A Suley le pidieron que “neutralizara” el acento por primera vez cuando se mudó a Bogotá. “Sentí algo muy duro; tenía que parecerme a ellos para ser aceptada”

Por eso el éxodo rural es una constante. Por la falta de oportunidades en el campo y por el miedo. “Las mujeres chocoanas necesitan explorar herramientas que las distancie de la violencia de género, la inequidad y la discriminación en la que habitan día a día”, cuenta Suley, quien también defiende la necesidad de reconocer el territorio y la historia que cuenta y que va construyendo la memoria colectiva. “Aquí el centro son ellas. Ni sus maridos, ni sus hijos, ni sus nietos. Son ellas como mujeres negras y poderosas”.

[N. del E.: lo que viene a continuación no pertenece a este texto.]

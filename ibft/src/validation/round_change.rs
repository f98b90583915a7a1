//! # Round-Change Message Validator
//!
//! The production [`MessageValidator`]: Ed25519 signatures, validator-set
//! membership, height scoping, and the prepared-certificate quorum rule.
//!
//! Every rejection is logged at `debug` (or `warn` for bad signatures, which
//! point at a faulty or malicious peer rather than a late message) and then
//! collapsed into `false`.

use std::collections::HashSet;

use tracing::{debug, warn};

use super::{HeightContext, MessageValidator, ValidatorFactory};
use crate::messages::{ConsensusRoundIdentifier, PreparedCertificate, RoundChangePayload, SignedData};

/// Validates round changes for one height.
#[derive(Debug, Clone)]
pub struct RoundChangeMessageValidator {
    context: HeightContext,
}

impl RoundChangeMessageValidator {
    pub fn new(context: HeightContext) -> Self {
        Self { context }
    }

    pub fn context(&self) -> &HeightContext {
        &self.context
    }

    /// A prepared certificate is acceptable when:
    ///
    /// - it was prepared at this height, in a round before the target round;
    /// - it carries at least `required_prepare_count` PREPAREs;
    /// - every PREPARE comes from a distinct validator, is correctly signed,
    ///   and names the same round and digest as the certificate.
    fn validate_prepared_certificate(
        &self,
        certificate: &PreparedCertificate,
        target: &ConsensusRoundIdentifier,
    ) -> bool {
        let proposal_round = &certificate.proposal_round;

        if proposal_round.sequence_number != self.context.sequence_number {
            debug!(
                expected = self.context.sequence_number,
                got = proposal_round.sequence_number,
                "prepared certificate is for another height"
            );
            return false;
        }

        if !proposal_round.is_earlier_round_than(target) {
            debug!(
                prepared = %proposal_round,
                target = %target,
                "prepared certificate is not from an earlier round"
            );
            return false;
        }

        if certificate.prepares.len() < self.context.required_prepare_count {
            debug!(
                have = certificate.prepares.len(),
                need = self.context.required_prepare_count,
                "prepared certificate has too few prepares"
            );
            return false;
        }

        let mut seen = HashSet::with_capacity(certificate.prepares.len());
        for prepare in &certificate.prepares {
            let author = prepare.author();

            if !seen.insert(author) {
                debug!(%author, "duplicate prepare in prepared certificate");
                return false;
            }

            if !self.context.is_validator(&author) {
                debug!(%author, "prepare from non-validator");
                return false;
            }

            let payload = prepare.payload();
            if payload.round_identifier != *proposal_round
                || payload.digest != certificate.proposal_digest
            {
                debug!(%author, "prepare does not match prepared proposal");
                return false;
            }

            if !prepare.verify_signature() {
                warn!(%author, "prepare signature does not verify");
                return false;
            }
        }

        true
    }
}

impl MessageValidator for RoundChangeMessageValidator {
    fn validate(&self, msg: &SignedData<RoundChangePayload>) -> bool {
        let author = msg.author();
        let target = msg.round_identifier();

        if !self.context.is_validator(&author) {
            debug!(%author, "round change from non-validator");
            return false;
        }

        if target.sequence_number != self.context.sequence_number {
            debug!(
                %author,
                expected = self.context.sequence_number,
                got = target.sequence_number,
                "round change targets another height"
            );
            return false;
        }

        if !msg.verify_signature() {
            warn!(%author, round = %target, "round change signature does not verify");
            return false;
        }

        match &msg.payload().prepared_certificate {
            Some(certificate) => self.validate_prepared_certificate(certificate, target),
            None => true,
        }
    }
}

/// Factory producing [`RoundChangeMessageValidator`]s.
#[derive(Debug, Clone, Copy, Default)]
pub struct Ed25519ValidatorFactory;

impl ValidatorFactory for Ed25519ValidatorFactory {
    type Validator = RoundChangeMessageValidator;

    fn create_validator(&self, context: &HeightContext) -> Self::Validator {
        RoundChangeMessageValidator::new(context.clone())
    }
}
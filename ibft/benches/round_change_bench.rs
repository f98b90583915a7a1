// Round-change benchmarks for NOVA IBFT.
//
// Covers message signing and verification, full validation of a round
// change carrying a prepared certificate, and collecting a quorum through
// the manager for several validator-set sizes.

use criterion::{criterion_group, criterion_main, BenchmarkId, Criterion, Throughput};

use nova_ibft::crypto::NodeKey;
use nova_ibft::messages::{
    ConsensusRoundIdentifier, PreparePayload, PreparedCertificate, RoundChangePayload, SignedData,
};
use nova_ibft::statemachine::RoundChangeManager;
use nova_ibft::validation::{Ed25519ValidatorFactory, HeightContext, MessageValidator, ValidatorFactory};

const HEIGHT: u64 = 1;

fn keys(n: usize) -> Vec<NodeKey> {
    (0..n).map(|_| NodeKey::generate()).collect()
}

fn round_change(key: &NodeKey, round: u32) -> SignedData<RoundChangePayload> {
    let target = ConsensusRoundIdentifier::new(HEIGHT, round);
    SignedData::sign(RoundChangePayload::new(target, None), key).unwrap()
}

fn bench_round_change_sign(c: &mut Criterion) {
    let key = NodeKey::generate();

    c.bench_function("round_change/sign", |b| {
        b.iter(|| round_change(&key, 1));
    });
}

fn bench_round_change_verify(c: &mut Criterion) {
    let key = NodeKey::generate();
    let msg = round_change(&key, 1);

    c.bench_function("round_change/verify_signature", |b| {
        b.iter(|| msg.verify_signature());
    });
}

fn bench_prepared_certificate_validation(c: &mut Criterion) {
    let keys = keys(7);
    let digest = [0x5Au8; 32];
    let prepared_round = ConsensusRoundIdentifier::new(HEIGHT, 0);
    // Quorum for 7 is 5, so 4 prepares.
    let prepares = keys[1..5]
        .iter()
        .map(|k| SignedData::sign(PreparePayload::new(prepared_round, digest), k).unwrap())
        .collect();
    let cert = PreparedCertificate::new(prepared_round, digest, prepares);
    let msg = SignedData::sign(
        RoundChangePayload::new(ConsensusRoundIdentifier::new(HEIGHT, 1), Some(cert)),
        &keys[0],
    )
    .unwrap();

    let context = HeightContext {
        sequence_number: HEIGHT,
        validators: keys.iter().map(NodeKey::address).collect(),
        required_prepare_count: 4,
    };
    let validator = Ed25519ValidatorFactory.create_validator(&context);

    c.bench_function("round_change/validate_with_prepared_certificate", |b| {
        b.iter(|| assert!(validator.validate(&msg)));
    });
}

fn bench_collect_quorum(c: &mut Criterion) {
    let mut group = c.benchmark_group("round_change/collect_quorum");

    for validator_count in [4, 7, 13, 21] {
        let keys = keys(validator_count);
        let votes: Vec<_> = keys.iter().map(|k| round_change(k, 1)).collect();

        group.throughput(Throughput::Elements(validator_count as u64));
        group.bench_with_input(
            BenchmarkId::from_parameter(validator_count),
            &votes,
            |b, votes| {
                b.iter_with_setup(
                    || {
                        let manager = RoundChangeManager::new(
                            HEIGHT,
                            keys.iter().map(NodeKey::address),
                            Ed25519ValidatorFactory,
                        );
                        (manager, votes.clone())
                    },
                    |(mut manager, votes)| {
                        let minted = votes
                            .into_iter()
                            .filter_map(|v| manager.append_round_change_message(v))
                            .count();
                        assert_eq!(minted, 1);
                    },
                );
            },
        );
    }

    group.finish();
}

criterion_group!(
    benches,
    bench_round_change_sign,
    bench_round_change_verify,
    bench_prepared_certificate_validation,
    bench_collect_quorum,
);
criterion_main!(benches);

La tarde empieza a oscurecer en esta vereda que suena a salsa desde un parlante vecino. El olor a salchipapas y los hijos de estas mujeres sentadas en círculo se cuelan en la conversación que salta desde los chismes del barrio, hasta los traumas de la infancia o las conquistas amorosas. Se ríen a carcajadas, se interrumpen y anclan una historia con otra. Son coquetas, ruidosas y robustas. Y están orgullosas de serlo. “Estas somos nosotras”, dice Perlaza. “El grupo de las orilleras es para eso, para resignificar lo que supuestamente nos define”, enfatiza Padilla. “Y rescatar lo bonito de la expresión y de venir de la orilla”.